I have a Spark dataframe in a SparklyR interface, and I'm trying to extract elements from an array column.
df <- copy_to(sc, data.frame(A=c(1,2),B=c(3,4))) ## BUILD DATAFRAME
dfnew <- df %>% mutate(C=Array(A,B)) %>% select(C) ## CREATE ARRAY COL
> dfnew ## VIEW DATAFRAME
# Source: spark<?> [?? x 1]
C
<list>
1 <dbl [2]>
2 <dbl [2]>
dfnew %>% sdf_schema() ## VERIFY COLUMN TYPE IS ARRAY
$C$name
[1] "C"
$C$type
[1] "ArrayType(DoubleType,true)"
I can extract an element with "mutate"...

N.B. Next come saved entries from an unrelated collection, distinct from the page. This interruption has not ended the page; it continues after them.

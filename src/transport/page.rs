//! Pagination values parsed from the `Link` response header.

use http::HeaderMap;
use http::header::LINK;
use url::Url;

/// Page numbers advertised by a provider's `Link` header.
///
/// Zero means the relation was absent, never "page zero".
#[derive(Debug, Clone, Copy, Default, PartialEq, Eq)]
pub struct Page {
    /// Next page number.
    pub next: u32,
    /// Last page number.
    pub last: u32,
    /// First page number.
    pub first: u32,
    /// Previous page number.
    pub prev: u32,
}

impl Page {
    /// Returns true if no relation was present.
    #[must_use]
    pub fn is_empty(&self) -> bool {
        *self == Self::default()
    }

    /// Renders the page values as a canonical `Link` header value against
    /// `base`, in `next`, `prev`, `first`, `last` order. Absent relations are
    /// omitted.
    #[must_use]
    pub fn link_header(&self, base: &Url) -> String {
        [
            ("next", self.next),
            ("prev", self.prev),
            ("first", self.first),
            ("last", self.last),
        ]
        .into_iter()
        .filter(|(_, page)| *page != 0)
        .map(|(rel, page)| {
            let mut target = base.clone();
            target.query_pairs_mut().append_pair("page", &page.to_string());
            format!("<{target}>; rel=\"{rel}\"")
        })
        .collect::<Vec<_>>()
        .join(", ")
    }
}

/// Parses the first `Link` header into [`Page`] values.
///
/// Parsing is best-effort: a malformed segment is skipped and leaves its
/// relation at zero. A missing or non-UTF-8 header yields an empty page.
#[must_use]
pub fn parse_link_header(headers: &HeaderMap) -> Page {
    headers
        .get(LINK)
        .and_then(|value| value.to_str().ok())
        .map(parse_link_value)
        .unwrap_or_default()
}

/// Parses a raw `Link` header value into [`Page`] values.
#[must_use]
pub fn parse_link_value(value: &str) -> Page {
    let mut page = Page::default();

    for link in value.split(',') {
        let segments: Vec<&str> = link.trim().split(';').collect();
        if segments.len() < 2 {
            continue;
        }

        let Some(target) = segments[0]
            .strip_prefix('<')
            .and_then(|s| s.strip_suffix('>'))
        else {
            continue;
        };

        let Some(number) = page_param(target) else {
            continue;
        };
        // Non-numeric page values count as absent.
        let number = number.parse().unwrap_or(0);

        for attribute in &segments[1..] {
            match attribute.trim() {
                r#"rel="next""# => page.next = number,
                r#"rel="prev""# => page.prev = number,
                r#"rel="first""# => page.first = number,
                r#"rel="last""# => page.last = number,
                _ => {}
            }
        }
    }

    page
}

/// Extracts the `page` query parameter, accepting relative link targets.
fn page_param(target: &str) -> Option<String> {
    let url = match Url::parse(target) {
        Ok(url) => url,
        Err(url::ParseError::RelativeUrlWithoutBase) => {
            Url::parse("http://relative.invalid/").ok()?.join(target).ok()?
        }
        Err(_) => return None,
    };

    url.query_pairs()
        .find(|(key, _)| key == "page")
        .map(|(_, value)| value.into_owned())
        .filter(|value| !value.is_empty())
}
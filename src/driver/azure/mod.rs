//! Azure DevOps driver.
//!
//! Azure DevOps service hooks post every event to one endpoint and name the
//! event in the body's `eventType` field. Deliveries are not signed, so a
//! secret resolver is never consulted. Repository and app operations are
//! not provided by this driver.

mod webhook;

#[cfg(test)]
mod webhook_tests;

use std::sync::Arc;

use crate::model::Driver;
use crate::transport::{Executor, HttpClient, ReqwestClient, Transport};
use crate::{Client, ScmError};

pub use self::webhook::WebhookService;

/// Creates an Azure DevOps client for an organization URL such as
/// `https://dev.azure.com/org`.
///
/// # Errors
///
/// Returns [`ScmError::Transport`] if `uri` is not a valid URL.
pub fn new(uri: &str) -> Result<Client, ScmError> {
    new_with_client(uri, ReqwestClient::new())
}

/// Creates an Azure DevOps client executing through `client`.
///
/// # Errors
///
/// Returns [`ScmError::Transport`] if `uri` is not a valid URL.
pub fn new_with_client<H: HttpClient + 'static>(uri: &str, client: H) -> Result<Client, ScmError> {
    Ok(from_transport(Transport::with_client(uri, client)?))
}

/// Creates an Azure DevOps client from a configured [`Transport`].
#[must_use]
pub fn from_transport<H: HttpClient + 'static>(transport: Transport<H>) -> Client {
    let executor: Arc<dyn Executor> = Arc::new(transport);
    Client::builder(Driver::Azure, executor)
        .webhooks(Arc::new(WebhookService))
        .build()
}
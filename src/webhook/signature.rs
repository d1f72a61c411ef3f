//! HMAC-SHA256 webhook signatures.

use hmac::{Hmac, Mac};
use sha2::Sha256;

use crate::ScmError;
use crate::service::{SecretRequest, SecretResolver};

type HmacSha256 = Hmac<Sha256>;

/// Returns the hex-encoded HMAC-SHA256 of `payload` under `secret`.
#[must_use]
pub fn sign(secret: &[u8], payload: &[u8]) -> String {
    mac(secret, payload).map_or_else(String::new, |mac| hex::encode(mac.finalize().into_bytes()))
}

/// Checks a hex-encoded HMAC-SHA256 signature in constant time.
#[must_use]
pub fn verify(secret: &[u8], payload: &[u8], signature: &str) -> bool {
    let Ok(expected) = hex::decode(signature.trim()) else {
        return false;
    };
    mac(secret, payload).is_some_and(|mac| mac.verify_slice(&expected).is_ok())
}

/// Runs the signature step of a parse.
///
/// Verification happens only when `resolver` yields a non-empty secret for
/// `request`. The signature is read from `header_name`; `prefix` (e.g.
/// `sha256=`) must be present when given.
///
/// # Errors
///
/// Returns [`ScmError::SignatureMismatch`] if a secret was resolved and the
/// header is missing, malformed or wrong.
pub fn check(
    resolver: Option<&dyn SecretResolver>,
    request: &SecretRequest<'_>,
    payload: &[u8],
    header_name: &str,
    prefix: Option<&str>,
) -> Result<(), ScmError> {
    let Some(secret) = resolver
        .and_then(|r| r.secret(request))
        .filter(|s| !s.is_empty())
    else {
        return Ok(());
    };

    let signature = super::header(request.headers, header_name).and_then(|value| match prefix {
        Some(prefix) => value.strip_prefix(prefix),
        None => Some(value),
    });

    match signature {
        Some(signature) if verify(secret.as_bytes(), payload, signature) => Ok(()),
        _ => {
            tracing::debug!(
                driver = %request.driver,
                event = request.event,
                header = header_name,
                "Webhook signature rejected"
            );
            Err(ScmError::SignatureMismatch)
        }
    }
}

fn mac(secret: &[u8], payload: &[u8]) -> Option<HmacSha256> {
    let mut mac = HmacSha256::new_from_slice(secret).ok()?;
    mac.update(payload);
    Some(mac)
}
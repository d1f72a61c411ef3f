//! The injectable HTTP execution strategy.

use super::{HttpError, Token};

/// A fully resolved HTTP request handed to an [`HttpClient`].
///
/// Built by [`Transport::execute`](super::Transport::execute) from a
/// relative [`Request`](super::Request). The URL is absolute and must be
/// sent verbatim; pre-encoded path segments such as `%2F` are not touched.
#[derive(Debug, Clone)]
pub struct HttpRequest {
    /// HTTP method (GET, POST, PUT, DELETE, etc.)
    pub method: http::Method,
    /// Absolute target URL
    pub url: url::Url,
    /// HTTP headers to send
    pub headers: http::HeaderMap,
    /// Optional request body
    pub body: Option<Vec<u8>>,
    /// Per-call token for the authentication layer, if any.
    ///
    /// Plain clients ignore it; see [`BearerAuth`](super::BearerAuth).
    pub token: Option<Token>,
}

impl HttpRequest {
    /// Creates a new HTTP request with the given method and URL.
    ///
    /// Headers are initialized to an empty map, body and token are `None`.
    #[must_use]
    pub fn new(method: http::Method, url: url::Url) -> Self {
        Self {
            method,
            url,
            headers: http::HeaderMap::new(),
            body: None,
            token: None,
        }
    }

    /// Creates a GET request to the given URL.
    #[must_use]
    pub fn get(url: url::Url) -> Self {
        Self::new(http::Method::GET, url)
    }

    /// Sets the request body.
    #[must_use]
    pub fn with_body(mut self, body: Vec<u8>) -> Self {
        self.body = Some(body);
        self
    }

    /// Adds a header to the request.
    ///
    /// If the header name already exists, the value is appended.
    #[must_use]
    pub fn with_header(mut self, name: http::HeaderName, value: http::HeaderValue) -> Self {
        self.headers.append(name, value);
        self
    }

    /// Attaches a per-call token.
    #[must_use]
    pub fn with_token(mut self, token: Token) -> Self {
        self.token = Some(token);
        self
    }
}

/// A raw HTTP response as returned by an [`HttpClient`].
///
/// The body is fully buffered into memory.
#[derive(Debug, Clone)]
pub struct HttpResponse {
    /// HTTP status code
    pub status: http::StatusCode,
    /// Response headers
    pub headers: http::HeaderMap,
    /// Response body (fully buffered)
    pub body: Vec<u8>,
}

impl HttpResponse {
    /// Creates a new HTTP response.
    #[must_use]
    pub const fn new(status: http::StatusCode, headers: http::HeaderMap, body: Vec<u8>) -> Self {
        Self {
            status,
            headers,
            body,
        }
    }

    /// Returns true if the status code indicates success (2xx).
    #[must_use]
    pub fn is_success(&self) -> bool {
        self.status.is_success()
    }
}

/// Executes one HTTP round-trip.
///
/// # Design
///
/// This is the seam between the transport core and the network. It allows:
/// - Mock clients in tests that capture the resolved request
/// - Proxying clients ([`ReqwestClient::with_proxy`](super::ReqwestClient::with_proxy))
/// - Decorators such as [`BearerAuth`](super::BearerAuth) or instrumentation
///
/// # Example
///
/// ```ignore
/// use scm_client::transport::{HttpClient, HttpRequest, HttpResponse, HttpError};
///
/// struct MockClient {
///     response: HttpResponse,
/// }
///
/// impl HttpClient for MockClient {
///     async fn request(&self, _req: HttpRequest) -> Result<HttpResponse, HttpError> {
///         Ok(self.response.clone())
///     }
/// }
/// ```
pub trait HttpClient: Send + Sync {
    /// Sends an HTTP request and returns the response.
    ///
    /// # Errors
    ///
    /// Returns [`HttpError`] when:
    /// - Network connection fails ([`HttpError::Connection`])
    /// - Request times out ([`HttpError::Timeout`])
    /// - URL is invalid ([`HttpError::InvalidUrl`])
    fn request(
        &self,
        req: HttpRequest,
    ) -> impl std::future::Future<Output = Result<HttpResponse, HttpError>> + Send;
}
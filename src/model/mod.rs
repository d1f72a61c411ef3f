//! Canonical, provider-independent data model.
//!
//! Every driver produces and consumes these types; nothing provider-specific
//! crosses the Driver Contract.

mod apps;
mod driver;
mod options;
mod pull;
mod repo;
mod user;
mod webhook;

pub use self::apps::{
    App, Installation, InstallationPermissions, InstallationToken, InstallationTokenOptions,
};
pub use self::driver::Driver;
pub use self::options::{ListOptions, RepoListOptions, RepoSearchTerm};
pub use self::pull::{Comment, Issue, PullRequest, Review};
pub use self::repo::{
    Hook, HookEvents, HookInput, Perm, Repository, State, Status, StatusInput, Visibility,
};
pub use self::user::{Commit, Reference, Signature, User};
pub use self::webhook::{
    Action, BranchHook, DeployHook, IssueCommentHook, IssueHook, PullRequestCommentHook,
    PullRequestHook, PushHook, RefUpdate, ReviewCommentHook, TagHook, Webhook,
};
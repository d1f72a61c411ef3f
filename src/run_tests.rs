//! Tests for the run module.

use std::sync::{Arc, Mutex};

use http::{HeaderValue, StatusCode};
use scm_client::transport::{HttpError, HttpRequest, HttpResponse};
use scm_client::webhook::MAX_PAYLOAD_BYTES;
use scm_client::webhook::signature::sign;

use super::*;

/// Mock HTTP client returning one canned response and capturing requests.
#[derive(Clone)]
struct MockClient {
    status: StatusCode,
    body: &'static str,
    requests: Arc<Mutex<Vec<HttpRequest>>>,
}

impl MockClient {
    fn new(status: u16, body: &'static str) -> Self {
        Self {
            status: StatusCode::from_u16(status).unwrap(),
            body,
            requests: Arc::new(Mutex::new(Vec::new())),
        }
    }
}

impl HttpClient for MockClient {
    async fn request(&self, req: HttpRequest) -> Result<HttpResponse, HttpError> {
        self.requests.lock().unwrap().push(req);
        let mut headers = HeaderMap::new();
        headers.insert("X-RateLimit-Limit", HeaderValue::from_static("5000"));
        headers.insert("X-RateLimit-Remaining", HeaderValue::from_static("4999"));
        headers.insert("X-RateLimit-Reset", HeaderValue::from_static("1700000000"));
        Ok(HttpResponse::new(
            self.status,
            headers,
            self.body.as_bytes().to_vec(),
        ))
    }
}

fn transport<H: HttpClient>(client: H) -> Transport<H> {
    Transport::with_client("https://scm.example.com", client).unwrap()
}

fn headers(pairs: &[(&'static str, &str)]) -> HeaderMap {
    let mut map = HeaderMap::new();
    for (name, value) in pairs {
        map.insert(*name, HeaderValue::from_str(value).unwrap());
    }
    map
}

mod run_error {
    use super::*;

    #[test]
    fn client_creation_names_provider() {
        let error = RunError::ClientCreation {
            provider: Driver::Gitea,
            source: ScmError::NotSupported,
        };
        assert!(error.to_string().starts_with("Failed to create gitea client"));
    }

    #[test]
    fn repository_error_names_repository() {
        let error = RunError::Repository {
            name: "o/r".to_string(),
            source: ScmError::NotFound,
        };
        assert!(error.to_string().contains("'o/r'"));
    }

    #[test]
    fn missing_payload_is_read_error() {
        let dir = tempfile::tempdir().unwrap();
        let path = dir.path().join("absent.json");

        let error = read_payload(&path).unwrap_err();

        assert!(matches!(error, RunError::PayloadRead { .. }));
        assert!(error.to_string().contains("absent.json"));
    }

    #[test]
    fn payload_read_stops_at_cap() {
        let dir = tempfile::tempdir().unwrap();
        let path = dir.path().join("huge.json");
        std::fs::write(&path, vec![b' '; MAX_PAYLOAD_BYTES + 4096]).unwrap();

        let body = read_payload(&path).unwrap();

        assert_eq!(body.len(), MAX_PAYLOAD_BYTES);
    }
}

mod client {
    use super::*;

    #[test]
    fn builds_each_supported_provider() {
        for provider in [Driver::Github, Driver::Gitea, Driver::Azure] {
            let client = build_client(provider, transport(MockClient::new(200, "{}"))).unwrap();
            assert_eq!(client.driver(), provider);
            assert_eq!(client.base_url().as_str(), "https://scm.example.com/");
        }
    }

    #[test]
    fn other_providers_are_not_supported() {
        let result = build_client(Driver::Gitlab, transport(MockClient::new(200, "{}")));

        assert!(matches!(result, Err(ScmError::NotSupported)));
    }

    #[tokio::test]
    async fn bearer_token_reaches_the_wire() {
        let mock = MockClient::new(200, include_str!("driver/github/testdata/repo.json"));
        let requests = Arc::clone(&mock.requests);
        let auth = BearerAuth::new(mock).with_token(Token::new("t0k"));
        let client = build_client(Driver::Github, transport(auth)).unwrap();

        let repo = fetch_repository(&client, "octocat/hello-world").await.unwrap();

        assert_eq!(repo.name, "Hello-World");
        let requests = requests.lock().unwrap();
        assert_eq!(requests.len(), 1);
        assert_eq!(
            requests[0].url.as_str(),
            "https://scm.example.com/repos/octocat/hello-world"
        );
        assert_eq!(requests[0].headers["authorization"], "Bearer t0k");
    }
}

mod repo {
    use super::*;

    #[tokio::test]
    async fn not_found_is_repository_error() {
        let mock = MockClient::new(404, r#"{"message": "Not Found"}"#);
        let client = build_client(Driver::Github, transport(mock)).unwrap();

        let error = fetch_repository(&client, "o/missing").await.unwrap_err();

        assert!(matches!(
            error,
            RunError::Repository {
                source: ScmError::NotFound,
                ..
            }
        ));
    }

    #[tokio::test]
    async fn unsupported_provider_operation() {
        let client = build_client(Driver::Gitea, transport(MockClient::new(200, "{}"))).unwrap();

        let error = fetch_repository(&client, "o/r").await.unwrap_err();

        assert!(matches!(
            error,
            RunError::Repository {
                source: ScmError::NotSupported,
                ..
            }
        ));
    }

    #[tokio::test]
    async fn render_includes_rate_snapshot() {
        let mock = MockClient::new(200, include_str!("driver/github/testdata/repo.json"));
        let client = build_client(Driver::Github, transport(mock)).unwrap();
        let repo = fetch_repository(&client, "octocat/hello-world").await.unwrap();

        let output = render_repository(&repo, client.rate()).unwrap();

        let (json, rate_line) = output.rsplit_once('\n').unwrap();
        let value: serde_json::Value = serde_json::from_str(json).unwrap();
        assert_eq!(value["name"], "Hello-World");
        assert_eq!(rate_line, "rate: 4999/5000 remaining, resets at 1700000000");
    }
}

mod webhook {
    use super::*;

    const PUSH: &str = include_str!("driver/github/testdata/push.json");

    fn github() -> Client {
        build_client(Driver::Github, transport(MockClient::new(200, "{}"))).unwrap()
    }

    #[test]
    fn parses_unsigned_delivery_without_secret() {
        let hook = parse_webhook(
            &github(),
            PUSH.as_bytes().to_vec(),
            headers(&[("X-GitHub-Event", "push")]),
            None,
        )
        .unwrap();

        assert_eq!(hook.kind(), "push");
        let json = serde_json::to_value(&hook).unwrap();
        assert_eq!(json["kind"], "push");
        assert_eq!(json["event"]["ref"], "refs/heads/main");
    }

    #[test]
    fn verifies_signature_with_secret() {
        let signature = format!("sha256={}", sign(b"s3cr3t", PUSH.as_bytes()));

        let hook = parse_webhook(
            &github(),
            PUSH.as_bytes().to_vec(),
            headers(&[
                ("X-GitHub-Event", "push"),
                ("X-Hub-Signature-256", signature.as_str()),
            ]),
            Some("s3cr3t"),
        )
        .unwrap();

        assert_eq!(hook.kind(), "push");
    }

    #[test]
    fn rejects_unsigned_delivery_with_secret() {
        let error = parse_webhook(
            &github(),
            PUSH.as_bytes().to_vec(),
            headers(&[("X-GitHub-Event", "push")]),
            Some("s3cr3t"),
        )
        .unwrap_err();

        assert!(matches!(error, RunError::Webhook(ScmError::SignatureMismatch)));
    }

    #[test]
    fn azure_reads_event_from_body() {
        let client =
            build_client(Driver::Azure, transport(MockClient::new(200, "{}"))).unwrap();

        let hook = parse_webhook(
            &client,
            include_str!("driver/azure/testdata/pull_request_merged.json")
                .as_bytes()
                .to_vec(),
            HeaderMap::new(),
            Some("ignored"),
        )
        .unwrap();

        assert_eq!(hook.kind(), "pull_request");
    }

    #[test]
    fn unknown_event_is_webhook_error() {
        let error = parse_webhook(
            &github(),
            b"{}".to_vec(),
            headers(&[("X-GitHub-Event", "watch")]),
            None,
        )
        .unwrap_err();

        assert!(matches!(error, RunError::Webhook(ScmError::UnknownEvent(_))));
    }
}
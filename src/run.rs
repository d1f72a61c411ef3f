//! Application execution logic.
//!
//! Builds a provider client from the validated configuration and runs the
//! selected task against it.

use std::fs::File;
use std::path::{Path, PathBuf};

use http::HeaderMap;
use thiserror::Error;

use scm_client::config::{Task, ValidatedConfig};
use scm_client::driver::{azure, gitea, github};
use scm_client::model::{Driver, Repository, Webhook};
use scm_client::service::{SecretResolver, StaticSecret};
use scm_client::transport::{BearerAuth, HttpClient, Rate, ReqwestClient, Token, Transport};
use scm_client::webhook::read_capped;
use scm_client::{Client, ScmError};

#[cfg(test)]
#[path = "run_tests.rs"]
mod tests;

/// Error type for runtime execution failures.
#[derive(Debug, Error)]
pub enum RunError {
    /// Failed to build the provider client.
    #[error("Failed to create {provider} client: {source}")]
    ClientCreation {
        /// Configured provider
        provider: Driver,
        /// Underlying error
        #[source]
        source: ScmError,
    },

    /// Failed to read the stored webhook body.
    #[error("Failed to read payload '{}': {source}", path.display())]
    PayloadRead {
        /// Path to the payload file
        path: PathBuf,
        /// Underlying I/O error
        #[source]
        source: std::io::Error,
    },

    /// The provider rejected or failed to parse the delivery.
    #[error("Failed to parse webhook: {0}")]
    Webhook(#[source] ScmError),

    /// The repository lookup failed.
    #[error("Failed to fetch repository '{name}': {source}")]
    Repository {
        /// `OWNER/NAME`
        name: String,
        /// Underlying error
        #[source]
        source: ScmError,
    },

    /// Failed to encode output.
    #[error("Failed to encode output: {0}")]
    Encode(#[from] serde_json::Error),
}

/// Executes the configured task and prints its result to stdout.
///
/// # Errors
///
/// Returns an error if the client cannot be built, the payload cannot be
/// read, or the provider call fails.
#[cfg(not(tarpaulin_include))]
pub async fn execute(config: ValidatedConfig) -> Result<(), RunError> {
    let client = create_client(&config).map_err(|source| RunError::ClientCreation {
        provider: config.provider,
        source,
    })?;

    tracing::debug!(driver = %client.driver(), base_url = %client.base_url(), "Client ready");

    let output = match config.task {
        Task::Webhook { payload, headers } => {
            let body = read_payload(&payload)?;
            let hook = parse_webhook(&client, body, headers, config.secret.as_deref())?;
            tracing::info!(kind = hook.kind(), repo = %hook.repository().full_name(), "Parsed webhook");
            serde_json::to_string_pretty(&hook)?
        }
        Task::Repo { name } => {
            let repo = fetch_repository(&client, &name).await?;
            render_repository(&repo, client.rate())?
        }
    };

    println!("{output}");
    Ok(())
}

/// Builds the reqwest-backed client the configuration describes.
fn create_client(config: &ValidatedConfig) -> Result<Client, ScmError> {
    let http = ReqwestClient::with_proxy(config.proxy.as_deref().unwrap_or(""))?;
    let mut auth = BearerAuth::new(http);
    if let Some(ref token) = config.token {
        auth = auth.with_token(Token::new(token.clone()));
    }

    let transport = Transport::with_client(config.base_url.as_str(), auth)?
        .with_dump_response(config.dump_response);

    build_client(config.provider, transport)
}

/// Attaches the driver for `provider` to `transport`.
fn build_client<H: HttpClient + 'static>(
    provider: Driver,
    transport: Transport<H>,
) -> Result<Client, ScmError> {
    match provider {
        Driver::Github => Ok(github::from_transport(transport)),
        Driver::Gitea => Ok(gitea::from_transport(transport)),
        Driver::Azure => Ok(azure::from_transport(transport)),
        _ => Err(ScmError::NotSupported),
    }
}

/// Reads the stored body, stopping at the webhook payload cap.
fn read_payload(path: &Path) -> Result<Vec<u8>, RunError> {
    File::open(path)
        .and_then(read_capped)
        .map_err(|source| RunError::PayloadRead {
            path: path.to_path_buf(),
            source,
        })
}

/// Replays a stored delivery through the client's webhook service.
fn parse_webhook(
    client: &Client,
    body: Vec<u8>,
    headers: HeaderMap,
    secret: Option<&str>,
) -> Result<Webhook, RunError> {
    let mut request = http::Request::new(body);
    *request.method_mut() = http::Method::POST;
    *request.headers_mut() = headers;

    let resolver = secret.map(StaticSecret::new);
    client
        .webhooks()
        .parse(&request, resolver.as_ref().map(|r| r as &dyn SecretResolver))
        .map_err(RunError::Webhook)
}

async fn fetch_repository(client: &Client, name: &str) -> Result<Repository, RunError> {
    let (repo, _) = client
        .repositories()
        .find(None, name)
        .await
        .map_err(|source| RunError::Repository {
            name: name.to_string(),
            source,
        })?;
    Ok(repo)
}

/// Pretty JSON for the repository followed by one rate-limit line.
fn render_repository(repo: &Repository, rate: Rate) -> Result<String, RunError> {
    let json = serde_json::to_string_pretty(repo)?;
    Ok(format!(
        "{json}\nrate: {}/{} remaining, resets at {}",
        rate.remaining, rate.limit, rate.reset
    ))
}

dfnew %>% mutate(myfirst_element=C[[1]])
# Source: spark<?> [?? x 2]
C myfirst_element
<list> <dbl>
1 <dbl [2]> 3
2 <dbl [2]> 4
But I want to extract an element on the fly with "select". However, all attempts just return the full column:
> dfnew %>% select("C"[1])
# Source: spark<?> [?? x 1]
C
<list>
1 <dbl [2]>
2 <dbl [2]>
> dfnew %>% select("C"[[1]])
# Source: spark<?> [?? x 1]
C
<list>
1 <dbl [2]>
2 <dbl [2]>
> dfnew %>% select("C"[[1]][1])
# Source: spark<?> [?? x 1]
C
<list>
1 <dbl [2]>
2 <dbl [2]>
> dfnew %>% select("C"[[1]][[1]])
# Source: spark<?> [?? x 1]
C
<list>
1 <dbl [2]>
2 <dbl [2]>
I've also tried using "sdf_select", without success:
> dfnew %>% sdf_select("C"[[1]][1])
# Source: spark<?> [?? x 1]
C
<list>
1 <dbl [2]>
2 <dbl [2]>
In PySpark you can access the elements explicitly e.g. col("C")[1]; in scala you can use getItem or element_at; and in SparkR you can also use element_at. But does anyone know a solution in a SparklyR setting? Thanks in advance for any help.